▶ **PROBLEM DESCRIPTION**
Gather from the listing below each line that includes the word "active", and copy it.

+++++

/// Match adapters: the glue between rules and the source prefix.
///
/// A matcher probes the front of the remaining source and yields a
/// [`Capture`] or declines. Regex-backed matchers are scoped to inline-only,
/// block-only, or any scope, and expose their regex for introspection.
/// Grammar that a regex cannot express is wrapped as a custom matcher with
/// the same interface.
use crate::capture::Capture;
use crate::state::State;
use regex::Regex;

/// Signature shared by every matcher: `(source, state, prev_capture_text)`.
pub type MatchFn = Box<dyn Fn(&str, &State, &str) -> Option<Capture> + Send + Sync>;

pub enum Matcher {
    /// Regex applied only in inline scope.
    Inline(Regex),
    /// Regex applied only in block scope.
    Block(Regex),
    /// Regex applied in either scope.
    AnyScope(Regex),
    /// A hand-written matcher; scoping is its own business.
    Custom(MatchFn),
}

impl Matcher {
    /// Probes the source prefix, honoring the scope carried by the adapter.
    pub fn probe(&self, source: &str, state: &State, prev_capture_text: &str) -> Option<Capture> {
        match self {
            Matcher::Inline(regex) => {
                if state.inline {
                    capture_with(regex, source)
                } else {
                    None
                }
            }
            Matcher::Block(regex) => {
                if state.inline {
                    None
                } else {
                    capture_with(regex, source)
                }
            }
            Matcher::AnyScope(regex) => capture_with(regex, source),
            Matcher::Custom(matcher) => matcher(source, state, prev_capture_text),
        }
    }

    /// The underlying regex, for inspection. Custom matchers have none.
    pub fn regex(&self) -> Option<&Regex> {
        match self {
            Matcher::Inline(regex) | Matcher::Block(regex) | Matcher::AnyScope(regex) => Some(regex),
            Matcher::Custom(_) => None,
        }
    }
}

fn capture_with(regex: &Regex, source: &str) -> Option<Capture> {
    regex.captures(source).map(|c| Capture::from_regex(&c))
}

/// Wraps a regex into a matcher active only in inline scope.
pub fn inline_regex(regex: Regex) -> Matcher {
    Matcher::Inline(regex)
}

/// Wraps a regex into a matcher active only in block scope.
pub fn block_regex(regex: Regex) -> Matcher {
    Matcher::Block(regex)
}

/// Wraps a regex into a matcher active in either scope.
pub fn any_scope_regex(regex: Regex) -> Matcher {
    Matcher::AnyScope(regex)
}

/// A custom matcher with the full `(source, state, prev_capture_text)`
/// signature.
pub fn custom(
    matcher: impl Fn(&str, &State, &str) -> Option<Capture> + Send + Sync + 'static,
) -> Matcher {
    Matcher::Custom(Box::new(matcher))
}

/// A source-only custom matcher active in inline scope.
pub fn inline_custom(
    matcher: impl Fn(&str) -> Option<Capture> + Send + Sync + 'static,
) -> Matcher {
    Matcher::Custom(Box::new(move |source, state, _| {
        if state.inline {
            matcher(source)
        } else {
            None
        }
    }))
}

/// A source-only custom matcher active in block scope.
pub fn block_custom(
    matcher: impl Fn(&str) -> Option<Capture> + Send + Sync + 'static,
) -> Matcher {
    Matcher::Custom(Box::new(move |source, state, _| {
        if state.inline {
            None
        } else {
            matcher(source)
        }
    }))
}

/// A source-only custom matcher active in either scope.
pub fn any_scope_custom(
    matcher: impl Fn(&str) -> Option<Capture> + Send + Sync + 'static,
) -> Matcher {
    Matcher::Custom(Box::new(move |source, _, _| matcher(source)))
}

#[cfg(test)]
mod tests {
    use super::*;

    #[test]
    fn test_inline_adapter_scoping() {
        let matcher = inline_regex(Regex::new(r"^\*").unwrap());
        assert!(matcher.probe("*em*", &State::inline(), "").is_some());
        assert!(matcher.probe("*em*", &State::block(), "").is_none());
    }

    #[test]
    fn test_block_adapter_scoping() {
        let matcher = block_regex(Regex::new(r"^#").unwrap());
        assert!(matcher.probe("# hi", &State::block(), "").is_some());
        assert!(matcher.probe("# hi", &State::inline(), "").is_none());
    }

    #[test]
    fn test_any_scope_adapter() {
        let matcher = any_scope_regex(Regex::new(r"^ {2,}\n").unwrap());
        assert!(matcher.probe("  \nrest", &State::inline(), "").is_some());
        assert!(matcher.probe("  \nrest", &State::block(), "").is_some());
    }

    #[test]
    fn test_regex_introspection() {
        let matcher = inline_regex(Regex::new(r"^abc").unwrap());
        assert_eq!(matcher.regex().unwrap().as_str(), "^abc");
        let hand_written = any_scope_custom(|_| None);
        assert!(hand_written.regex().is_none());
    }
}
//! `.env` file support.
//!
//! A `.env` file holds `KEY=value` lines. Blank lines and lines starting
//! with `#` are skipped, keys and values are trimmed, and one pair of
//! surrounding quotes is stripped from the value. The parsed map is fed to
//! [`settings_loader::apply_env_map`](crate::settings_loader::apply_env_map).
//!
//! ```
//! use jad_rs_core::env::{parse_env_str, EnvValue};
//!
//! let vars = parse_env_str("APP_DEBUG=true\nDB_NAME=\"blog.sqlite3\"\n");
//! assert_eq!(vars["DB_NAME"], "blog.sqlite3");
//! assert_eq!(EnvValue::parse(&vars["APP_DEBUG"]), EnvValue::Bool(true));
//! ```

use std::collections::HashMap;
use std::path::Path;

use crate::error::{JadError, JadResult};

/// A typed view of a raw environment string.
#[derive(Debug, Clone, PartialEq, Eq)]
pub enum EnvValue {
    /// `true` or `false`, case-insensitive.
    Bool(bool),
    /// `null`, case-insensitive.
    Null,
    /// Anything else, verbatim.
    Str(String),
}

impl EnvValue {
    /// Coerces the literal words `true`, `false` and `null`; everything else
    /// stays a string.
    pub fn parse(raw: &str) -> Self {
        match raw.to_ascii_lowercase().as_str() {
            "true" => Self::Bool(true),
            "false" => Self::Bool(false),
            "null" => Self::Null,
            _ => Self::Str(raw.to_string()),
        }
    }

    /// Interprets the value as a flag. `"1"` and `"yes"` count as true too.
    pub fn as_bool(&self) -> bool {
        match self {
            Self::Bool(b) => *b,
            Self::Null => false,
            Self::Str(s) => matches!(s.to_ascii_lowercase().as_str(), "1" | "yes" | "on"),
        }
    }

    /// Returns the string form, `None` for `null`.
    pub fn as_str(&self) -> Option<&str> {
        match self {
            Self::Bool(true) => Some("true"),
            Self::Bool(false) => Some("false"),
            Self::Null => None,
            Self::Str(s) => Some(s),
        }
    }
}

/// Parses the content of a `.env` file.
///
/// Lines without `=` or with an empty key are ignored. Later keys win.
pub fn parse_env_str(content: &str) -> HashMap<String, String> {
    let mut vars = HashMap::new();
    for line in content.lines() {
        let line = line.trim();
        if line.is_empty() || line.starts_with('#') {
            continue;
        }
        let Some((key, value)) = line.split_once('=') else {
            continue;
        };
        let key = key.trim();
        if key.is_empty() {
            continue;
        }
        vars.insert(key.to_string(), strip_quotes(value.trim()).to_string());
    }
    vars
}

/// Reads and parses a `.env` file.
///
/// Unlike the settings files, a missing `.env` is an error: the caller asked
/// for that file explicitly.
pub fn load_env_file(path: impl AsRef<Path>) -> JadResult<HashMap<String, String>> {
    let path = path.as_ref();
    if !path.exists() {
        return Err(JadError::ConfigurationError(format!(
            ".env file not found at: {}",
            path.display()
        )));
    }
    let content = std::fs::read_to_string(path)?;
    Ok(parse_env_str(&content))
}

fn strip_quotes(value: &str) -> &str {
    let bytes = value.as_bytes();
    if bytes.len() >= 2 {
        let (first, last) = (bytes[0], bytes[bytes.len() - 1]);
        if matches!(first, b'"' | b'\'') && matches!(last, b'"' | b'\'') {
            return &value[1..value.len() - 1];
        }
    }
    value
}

+++++

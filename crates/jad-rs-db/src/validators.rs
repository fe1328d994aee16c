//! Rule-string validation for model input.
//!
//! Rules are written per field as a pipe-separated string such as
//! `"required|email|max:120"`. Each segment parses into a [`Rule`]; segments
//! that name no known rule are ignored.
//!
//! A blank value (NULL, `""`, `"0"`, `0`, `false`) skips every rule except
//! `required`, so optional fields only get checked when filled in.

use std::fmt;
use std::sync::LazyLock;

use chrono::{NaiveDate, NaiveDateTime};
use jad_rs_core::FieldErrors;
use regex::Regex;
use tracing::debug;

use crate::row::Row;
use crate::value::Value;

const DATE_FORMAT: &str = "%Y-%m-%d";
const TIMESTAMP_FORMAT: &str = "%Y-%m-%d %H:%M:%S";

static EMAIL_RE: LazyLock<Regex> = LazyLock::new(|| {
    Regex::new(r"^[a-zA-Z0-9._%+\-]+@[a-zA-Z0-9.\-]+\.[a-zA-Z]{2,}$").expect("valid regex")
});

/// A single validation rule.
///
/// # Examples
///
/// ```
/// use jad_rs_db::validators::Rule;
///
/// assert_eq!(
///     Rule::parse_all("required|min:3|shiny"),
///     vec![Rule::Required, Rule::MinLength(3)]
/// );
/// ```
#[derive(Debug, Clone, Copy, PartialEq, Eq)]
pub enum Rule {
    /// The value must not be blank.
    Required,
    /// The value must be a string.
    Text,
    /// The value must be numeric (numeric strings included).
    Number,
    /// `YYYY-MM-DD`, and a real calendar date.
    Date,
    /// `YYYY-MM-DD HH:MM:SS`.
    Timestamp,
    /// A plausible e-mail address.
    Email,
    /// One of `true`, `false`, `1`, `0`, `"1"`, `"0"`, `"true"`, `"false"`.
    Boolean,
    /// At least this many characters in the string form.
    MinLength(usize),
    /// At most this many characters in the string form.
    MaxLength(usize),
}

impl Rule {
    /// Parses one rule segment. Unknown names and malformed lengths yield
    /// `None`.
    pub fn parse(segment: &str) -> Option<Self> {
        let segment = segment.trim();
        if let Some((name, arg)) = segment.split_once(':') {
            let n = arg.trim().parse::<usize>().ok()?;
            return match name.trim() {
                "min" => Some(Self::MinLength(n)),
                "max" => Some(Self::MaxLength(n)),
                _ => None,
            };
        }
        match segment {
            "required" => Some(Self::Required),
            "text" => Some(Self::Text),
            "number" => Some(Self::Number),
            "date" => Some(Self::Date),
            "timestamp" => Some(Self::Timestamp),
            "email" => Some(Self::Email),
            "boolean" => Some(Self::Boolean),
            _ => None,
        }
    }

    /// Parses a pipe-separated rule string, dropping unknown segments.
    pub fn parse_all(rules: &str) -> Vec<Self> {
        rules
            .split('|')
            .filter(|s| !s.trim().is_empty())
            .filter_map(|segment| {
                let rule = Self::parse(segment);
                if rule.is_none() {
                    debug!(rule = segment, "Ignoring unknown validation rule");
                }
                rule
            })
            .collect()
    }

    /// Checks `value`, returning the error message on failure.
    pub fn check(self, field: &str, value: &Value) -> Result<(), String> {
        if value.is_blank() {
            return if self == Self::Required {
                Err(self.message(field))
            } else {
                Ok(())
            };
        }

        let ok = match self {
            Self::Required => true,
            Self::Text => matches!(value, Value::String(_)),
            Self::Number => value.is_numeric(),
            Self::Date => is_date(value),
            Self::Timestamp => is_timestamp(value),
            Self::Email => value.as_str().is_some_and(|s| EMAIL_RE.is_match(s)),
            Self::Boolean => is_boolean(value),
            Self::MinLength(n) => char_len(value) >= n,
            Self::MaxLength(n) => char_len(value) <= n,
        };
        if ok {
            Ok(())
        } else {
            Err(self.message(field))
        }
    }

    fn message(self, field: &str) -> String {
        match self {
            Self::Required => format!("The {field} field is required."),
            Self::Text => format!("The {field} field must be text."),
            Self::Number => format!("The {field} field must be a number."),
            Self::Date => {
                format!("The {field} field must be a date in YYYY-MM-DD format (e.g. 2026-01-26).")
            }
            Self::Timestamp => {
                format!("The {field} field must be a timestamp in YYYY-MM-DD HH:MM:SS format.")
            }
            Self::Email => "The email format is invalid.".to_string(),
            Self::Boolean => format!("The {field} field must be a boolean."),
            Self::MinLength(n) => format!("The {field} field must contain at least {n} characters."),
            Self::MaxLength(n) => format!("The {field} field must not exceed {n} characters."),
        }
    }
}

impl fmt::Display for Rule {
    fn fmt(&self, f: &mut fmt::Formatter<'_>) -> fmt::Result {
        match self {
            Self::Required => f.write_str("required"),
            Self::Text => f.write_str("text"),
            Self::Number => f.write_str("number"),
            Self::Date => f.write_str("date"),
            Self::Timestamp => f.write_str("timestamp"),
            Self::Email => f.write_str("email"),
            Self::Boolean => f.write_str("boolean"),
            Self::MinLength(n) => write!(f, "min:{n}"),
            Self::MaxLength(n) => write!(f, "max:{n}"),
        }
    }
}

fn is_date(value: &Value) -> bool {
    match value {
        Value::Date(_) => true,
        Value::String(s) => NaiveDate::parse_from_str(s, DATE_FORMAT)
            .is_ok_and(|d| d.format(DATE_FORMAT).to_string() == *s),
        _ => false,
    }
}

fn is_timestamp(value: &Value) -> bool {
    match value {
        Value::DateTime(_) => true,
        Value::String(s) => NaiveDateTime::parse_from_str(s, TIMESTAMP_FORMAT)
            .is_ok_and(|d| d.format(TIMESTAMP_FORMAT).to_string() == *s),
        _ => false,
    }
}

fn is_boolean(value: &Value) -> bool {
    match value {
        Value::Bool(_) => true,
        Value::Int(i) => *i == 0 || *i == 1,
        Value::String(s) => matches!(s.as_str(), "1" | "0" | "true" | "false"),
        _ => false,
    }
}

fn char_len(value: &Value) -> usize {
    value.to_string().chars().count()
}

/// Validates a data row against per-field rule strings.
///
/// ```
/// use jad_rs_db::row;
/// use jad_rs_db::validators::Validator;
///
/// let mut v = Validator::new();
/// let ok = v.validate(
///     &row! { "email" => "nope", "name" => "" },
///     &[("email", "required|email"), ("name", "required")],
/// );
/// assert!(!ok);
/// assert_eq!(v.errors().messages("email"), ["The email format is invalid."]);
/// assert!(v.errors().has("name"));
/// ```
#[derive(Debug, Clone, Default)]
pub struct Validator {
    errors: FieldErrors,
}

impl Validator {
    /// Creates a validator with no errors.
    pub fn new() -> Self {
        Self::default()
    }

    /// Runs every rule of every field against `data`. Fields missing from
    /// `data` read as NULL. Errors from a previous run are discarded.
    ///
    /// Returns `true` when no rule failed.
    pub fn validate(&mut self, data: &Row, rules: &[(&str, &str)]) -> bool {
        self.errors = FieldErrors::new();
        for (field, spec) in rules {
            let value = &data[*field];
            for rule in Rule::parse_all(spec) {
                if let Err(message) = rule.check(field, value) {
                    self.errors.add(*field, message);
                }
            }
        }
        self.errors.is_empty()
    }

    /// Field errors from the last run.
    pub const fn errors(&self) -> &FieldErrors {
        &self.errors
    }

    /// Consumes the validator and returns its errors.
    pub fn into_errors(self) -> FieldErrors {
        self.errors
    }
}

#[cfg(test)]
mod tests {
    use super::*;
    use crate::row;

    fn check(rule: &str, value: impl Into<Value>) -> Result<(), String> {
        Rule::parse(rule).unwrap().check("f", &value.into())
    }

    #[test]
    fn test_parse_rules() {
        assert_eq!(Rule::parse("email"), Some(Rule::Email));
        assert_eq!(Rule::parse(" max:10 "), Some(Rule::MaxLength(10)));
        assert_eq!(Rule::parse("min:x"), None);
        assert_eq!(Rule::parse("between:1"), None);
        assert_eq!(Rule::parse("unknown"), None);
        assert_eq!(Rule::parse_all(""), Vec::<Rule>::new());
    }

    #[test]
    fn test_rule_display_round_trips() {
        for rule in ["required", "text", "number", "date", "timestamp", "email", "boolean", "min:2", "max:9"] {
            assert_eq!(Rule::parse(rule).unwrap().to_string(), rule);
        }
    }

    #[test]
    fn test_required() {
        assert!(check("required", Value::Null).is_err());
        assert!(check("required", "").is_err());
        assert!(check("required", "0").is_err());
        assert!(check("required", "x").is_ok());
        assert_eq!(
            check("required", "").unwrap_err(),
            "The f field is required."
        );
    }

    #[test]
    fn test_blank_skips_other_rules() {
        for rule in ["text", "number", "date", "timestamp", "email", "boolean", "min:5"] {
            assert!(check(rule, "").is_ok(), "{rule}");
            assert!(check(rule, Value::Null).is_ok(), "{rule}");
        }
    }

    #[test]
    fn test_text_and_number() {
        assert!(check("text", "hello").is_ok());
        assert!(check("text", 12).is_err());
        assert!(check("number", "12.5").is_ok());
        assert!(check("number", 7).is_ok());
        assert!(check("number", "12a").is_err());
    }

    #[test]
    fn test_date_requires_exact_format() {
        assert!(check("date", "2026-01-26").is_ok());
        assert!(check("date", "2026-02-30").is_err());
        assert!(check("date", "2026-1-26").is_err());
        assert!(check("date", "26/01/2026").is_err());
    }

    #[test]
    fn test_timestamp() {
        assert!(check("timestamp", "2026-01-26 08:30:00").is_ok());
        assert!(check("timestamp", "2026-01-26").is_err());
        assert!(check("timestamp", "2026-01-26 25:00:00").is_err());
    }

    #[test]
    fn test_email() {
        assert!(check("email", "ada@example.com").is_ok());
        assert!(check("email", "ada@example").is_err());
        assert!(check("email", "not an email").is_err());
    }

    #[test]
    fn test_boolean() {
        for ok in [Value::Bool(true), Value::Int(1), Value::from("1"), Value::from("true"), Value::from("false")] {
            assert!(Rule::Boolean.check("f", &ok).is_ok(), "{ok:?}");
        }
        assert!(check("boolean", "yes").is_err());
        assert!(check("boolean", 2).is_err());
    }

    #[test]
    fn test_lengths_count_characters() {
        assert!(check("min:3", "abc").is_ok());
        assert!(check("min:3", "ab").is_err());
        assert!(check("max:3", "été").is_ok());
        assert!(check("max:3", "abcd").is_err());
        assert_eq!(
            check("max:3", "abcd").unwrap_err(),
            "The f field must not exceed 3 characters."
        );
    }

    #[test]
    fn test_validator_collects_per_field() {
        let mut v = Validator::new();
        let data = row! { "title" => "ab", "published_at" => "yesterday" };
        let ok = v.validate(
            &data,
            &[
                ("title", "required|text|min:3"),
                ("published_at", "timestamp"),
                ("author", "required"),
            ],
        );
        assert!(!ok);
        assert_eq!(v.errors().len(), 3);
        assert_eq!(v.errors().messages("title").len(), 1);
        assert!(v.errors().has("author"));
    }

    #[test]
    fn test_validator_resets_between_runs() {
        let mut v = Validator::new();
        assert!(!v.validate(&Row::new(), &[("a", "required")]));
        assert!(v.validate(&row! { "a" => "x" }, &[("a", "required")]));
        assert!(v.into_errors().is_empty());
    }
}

+++++

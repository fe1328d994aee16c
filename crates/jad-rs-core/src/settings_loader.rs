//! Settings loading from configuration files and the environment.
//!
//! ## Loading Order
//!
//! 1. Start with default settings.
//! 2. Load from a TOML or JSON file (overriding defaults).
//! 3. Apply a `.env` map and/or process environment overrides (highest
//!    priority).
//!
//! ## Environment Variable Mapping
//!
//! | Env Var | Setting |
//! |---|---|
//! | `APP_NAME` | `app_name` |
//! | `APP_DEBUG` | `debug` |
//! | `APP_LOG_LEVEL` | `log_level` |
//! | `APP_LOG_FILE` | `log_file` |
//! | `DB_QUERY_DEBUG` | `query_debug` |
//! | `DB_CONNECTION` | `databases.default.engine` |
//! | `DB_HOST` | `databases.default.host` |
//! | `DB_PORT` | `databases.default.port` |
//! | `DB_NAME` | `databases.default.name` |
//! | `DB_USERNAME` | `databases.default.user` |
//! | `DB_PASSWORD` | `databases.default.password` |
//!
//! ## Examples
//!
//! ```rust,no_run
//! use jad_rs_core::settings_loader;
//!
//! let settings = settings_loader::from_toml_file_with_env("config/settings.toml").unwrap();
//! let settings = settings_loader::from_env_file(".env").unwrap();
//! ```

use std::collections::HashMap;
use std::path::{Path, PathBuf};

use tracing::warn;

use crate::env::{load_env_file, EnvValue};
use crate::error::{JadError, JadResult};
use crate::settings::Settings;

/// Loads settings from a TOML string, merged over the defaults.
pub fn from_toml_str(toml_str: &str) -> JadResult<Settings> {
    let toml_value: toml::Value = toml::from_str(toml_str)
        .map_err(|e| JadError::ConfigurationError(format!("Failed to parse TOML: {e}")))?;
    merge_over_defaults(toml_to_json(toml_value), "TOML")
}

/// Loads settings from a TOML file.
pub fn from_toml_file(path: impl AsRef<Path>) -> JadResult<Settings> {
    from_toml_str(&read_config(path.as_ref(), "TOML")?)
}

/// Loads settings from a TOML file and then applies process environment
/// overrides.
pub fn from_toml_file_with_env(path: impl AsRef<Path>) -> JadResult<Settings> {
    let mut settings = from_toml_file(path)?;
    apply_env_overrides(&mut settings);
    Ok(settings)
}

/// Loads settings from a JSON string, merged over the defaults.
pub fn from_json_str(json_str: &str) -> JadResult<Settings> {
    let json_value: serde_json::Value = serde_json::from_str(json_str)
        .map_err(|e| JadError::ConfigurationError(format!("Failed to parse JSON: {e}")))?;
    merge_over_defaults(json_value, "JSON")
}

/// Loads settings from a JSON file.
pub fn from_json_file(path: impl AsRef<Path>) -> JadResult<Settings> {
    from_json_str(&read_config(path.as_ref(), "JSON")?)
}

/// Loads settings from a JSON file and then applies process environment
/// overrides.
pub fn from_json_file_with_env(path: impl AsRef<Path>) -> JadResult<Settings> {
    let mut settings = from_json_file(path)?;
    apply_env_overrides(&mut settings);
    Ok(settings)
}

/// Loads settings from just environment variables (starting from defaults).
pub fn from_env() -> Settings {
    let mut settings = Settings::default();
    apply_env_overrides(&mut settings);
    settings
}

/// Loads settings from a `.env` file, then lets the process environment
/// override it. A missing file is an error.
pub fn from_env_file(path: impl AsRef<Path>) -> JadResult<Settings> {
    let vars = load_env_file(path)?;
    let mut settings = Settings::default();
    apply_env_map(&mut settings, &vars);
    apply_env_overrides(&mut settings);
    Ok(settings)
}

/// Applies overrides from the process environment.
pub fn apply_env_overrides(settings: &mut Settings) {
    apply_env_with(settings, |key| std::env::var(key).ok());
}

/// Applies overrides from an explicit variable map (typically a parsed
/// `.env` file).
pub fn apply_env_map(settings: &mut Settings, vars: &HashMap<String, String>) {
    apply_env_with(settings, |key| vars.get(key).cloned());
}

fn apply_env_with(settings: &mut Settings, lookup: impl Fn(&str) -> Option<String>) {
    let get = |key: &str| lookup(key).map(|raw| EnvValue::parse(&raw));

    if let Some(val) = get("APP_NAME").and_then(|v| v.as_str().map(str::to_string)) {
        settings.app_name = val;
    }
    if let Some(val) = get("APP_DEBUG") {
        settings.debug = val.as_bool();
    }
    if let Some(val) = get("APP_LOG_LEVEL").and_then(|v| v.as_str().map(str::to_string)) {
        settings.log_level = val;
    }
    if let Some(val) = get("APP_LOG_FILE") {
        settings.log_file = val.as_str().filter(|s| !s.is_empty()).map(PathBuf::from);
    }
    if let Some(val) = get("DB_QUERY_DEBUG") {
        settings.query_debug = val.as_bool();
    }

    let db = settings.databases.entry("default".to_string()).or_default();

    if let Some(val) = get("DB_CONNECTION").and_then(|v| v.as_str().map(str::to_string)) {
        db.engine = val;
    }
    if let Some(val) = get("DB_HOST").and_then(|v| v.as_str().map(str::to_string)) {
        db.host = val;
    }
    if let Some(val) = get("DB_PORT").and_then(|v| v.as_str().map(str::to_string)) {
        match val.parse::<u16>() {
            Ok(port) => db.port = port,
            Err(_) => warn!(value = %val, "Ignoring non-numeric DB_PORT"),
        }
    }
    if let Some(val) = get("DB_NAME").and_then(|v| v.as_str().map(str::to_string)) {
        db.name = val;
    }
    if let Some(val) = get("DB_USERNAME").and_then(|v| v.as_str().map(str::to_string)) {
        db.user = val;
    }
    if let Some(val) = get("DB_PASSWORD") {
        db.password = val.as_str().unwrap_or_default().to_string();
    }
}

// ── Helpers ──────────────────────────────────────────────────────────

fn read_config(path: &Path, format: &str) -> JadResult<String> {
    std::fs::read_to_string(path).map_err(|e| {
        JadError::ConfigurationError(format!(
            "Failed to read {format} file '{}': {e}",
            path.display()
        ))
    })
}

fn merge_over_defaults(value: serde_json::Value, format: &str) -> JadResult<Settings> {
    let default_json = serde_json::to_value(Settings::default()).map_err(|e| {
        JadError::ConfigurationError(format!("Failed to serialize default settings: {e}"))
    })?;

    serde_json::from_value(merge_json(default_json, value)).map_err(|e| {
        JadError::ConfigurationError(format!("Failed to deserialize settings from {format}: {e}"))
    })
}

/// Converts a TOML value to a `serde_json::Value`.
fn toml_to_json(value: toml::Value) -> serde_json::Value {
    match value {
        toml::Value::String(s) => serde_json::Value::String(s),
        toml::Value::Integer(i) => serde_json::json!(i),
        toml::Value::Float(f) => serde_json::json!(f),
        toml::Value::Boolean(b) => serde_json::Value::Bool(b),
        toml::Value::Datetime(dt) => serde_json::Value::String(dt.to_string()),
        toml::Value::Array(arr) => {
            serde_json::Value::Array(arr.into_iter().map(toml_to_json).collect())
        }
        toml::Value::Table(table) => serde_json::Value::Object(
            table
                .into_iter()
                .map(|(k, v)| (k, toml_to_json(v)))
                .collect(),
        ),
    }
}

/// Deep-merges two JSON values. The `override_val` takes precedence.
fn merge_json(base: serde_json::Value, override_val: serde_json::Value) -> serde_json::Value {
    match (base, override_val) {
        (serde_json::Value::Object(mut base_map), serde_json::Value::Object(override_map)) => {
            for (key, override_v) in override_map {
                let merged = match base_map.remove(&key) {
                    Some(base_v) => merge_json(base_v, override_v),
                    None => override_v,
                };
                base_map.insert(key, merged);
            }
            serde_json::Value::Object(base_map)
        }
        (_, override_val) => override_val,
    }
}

+++++

▶ **SOLUTION FOR THIS TASK**
/// Wraps a regex into a matcher active only in inline scope.
/// Wraps a regex into a matcher active only in block scope.
/// Wraps a regex into a matcher active in either scope.
/// A source-only custom matcher active in inline scope.
/// A source-only custom matcher active in block scope.
/// A source-only custom matcher active in either scope.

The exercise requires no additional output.